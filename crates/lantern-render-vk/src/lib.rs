// SPDX-License-Identifier: CEPL-1.0
//! Vulkan backend: instance and device bring-up, swapchain management and
//! the textured-model draw, driven by [`FrameScheduler`].

use anyhow::Result;
use lantern_core::RenderConfig;
use lantern_render::{FrameOutcome, FrameScheduler, RenderSize, Renderer};
use raw_window_handle::{HasDisplayHandle, HasWindowHandle};
use tracing::{debug, info};

mod commands;
mod device;
mod error;
mod frame;
mod gpu;
mod instance;
mod pipeline;
mod resources;
mod swapchain;
mod uniforms;

pub use device::{
    find_queue_families, max_sample_count, score_adapter, select_adapter, AdapterReport,
    QueueFamilyIndices,
};
pub use error::VkError;
pub use resources::{choose_depth_format, find_memory_type, transition_masks};
pub use swapchain::{
    choose_extent, choose_image_count, choose_present_mode, choose_surface_format, SwapchainPlan,
};

use gpu::Gpu;

pub struct VkRenderer {
    scheduler: FrameScheduler,
    gpu: Gpu,
}

impl VkRenderer {
    pub fn frames_presented(&self) -> u64 {
        self.scheduler.frames_presented()
    }

    pub fn recreations(&self) -> u64 {
        self.scheduler.recreations()
    }
}

impl Renderer for VkRenderer {
    fn new(
        window: &dyn HasWindowHandle,
        display: &dyn HasDisplayHandle,
        size: RenderSize,
        cfg: &RenderConfig,
    ) -> Result<Self> {
        let gpu = unsafe { Gpu::new(window, display, size, cfg)? };
        let scheduler = FrameScheduler::new(cfg.max_frames_in_flight, gpu.image_count());
        info!(
            "vk: ready ({} images, {} frames in flight)",
            gpu.image_count(),
            scheduler.frames_in_flight()
        );
        Ok(Self { scheduler, gpu })
    }

    fn resize(&mut self, size: RenderSize) {
        if size != self.gpu.framebuffer {
            debug!("vk: resize to {}x{}", size.width, size.height);
        }
        self.gpu.framebuffer = size;
        self.scheduler.notify_resized();
    }

    fn render(&mut self) -> Result<FrameOutcome> {
        // A minimized window keeps the old chain; nothing is acquired against it.
        if self.gpu.framebuffer.is_degenerate() {
            return Ok(FrameOutcome::Deferred);
        }
        self.scheduler.draw_frame(&mut self.gpu)
    }
}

- _GOAL OF THE EXERCISE_
The range begins at the line containing "self.gpu.framebuffer = size;" and ends at the last line of the entries; reproduce it exactly.

- _RESPONSE TO THE TASK_
        self.gpu.framebuffer = size;
        self.scheduler.notify_resized();
    }

    fn render(&mut self) -> Result<FrameOutcome> {
        // A minimized window keeps the old chain; nothing is acquired against it.
        if self.gpu.framebuffer.is_degenerate() {
            return Ok(FrameOutcome::Deferred);
        }
        self.scheduler.draw_frame(&mut self.gpu)
    }
}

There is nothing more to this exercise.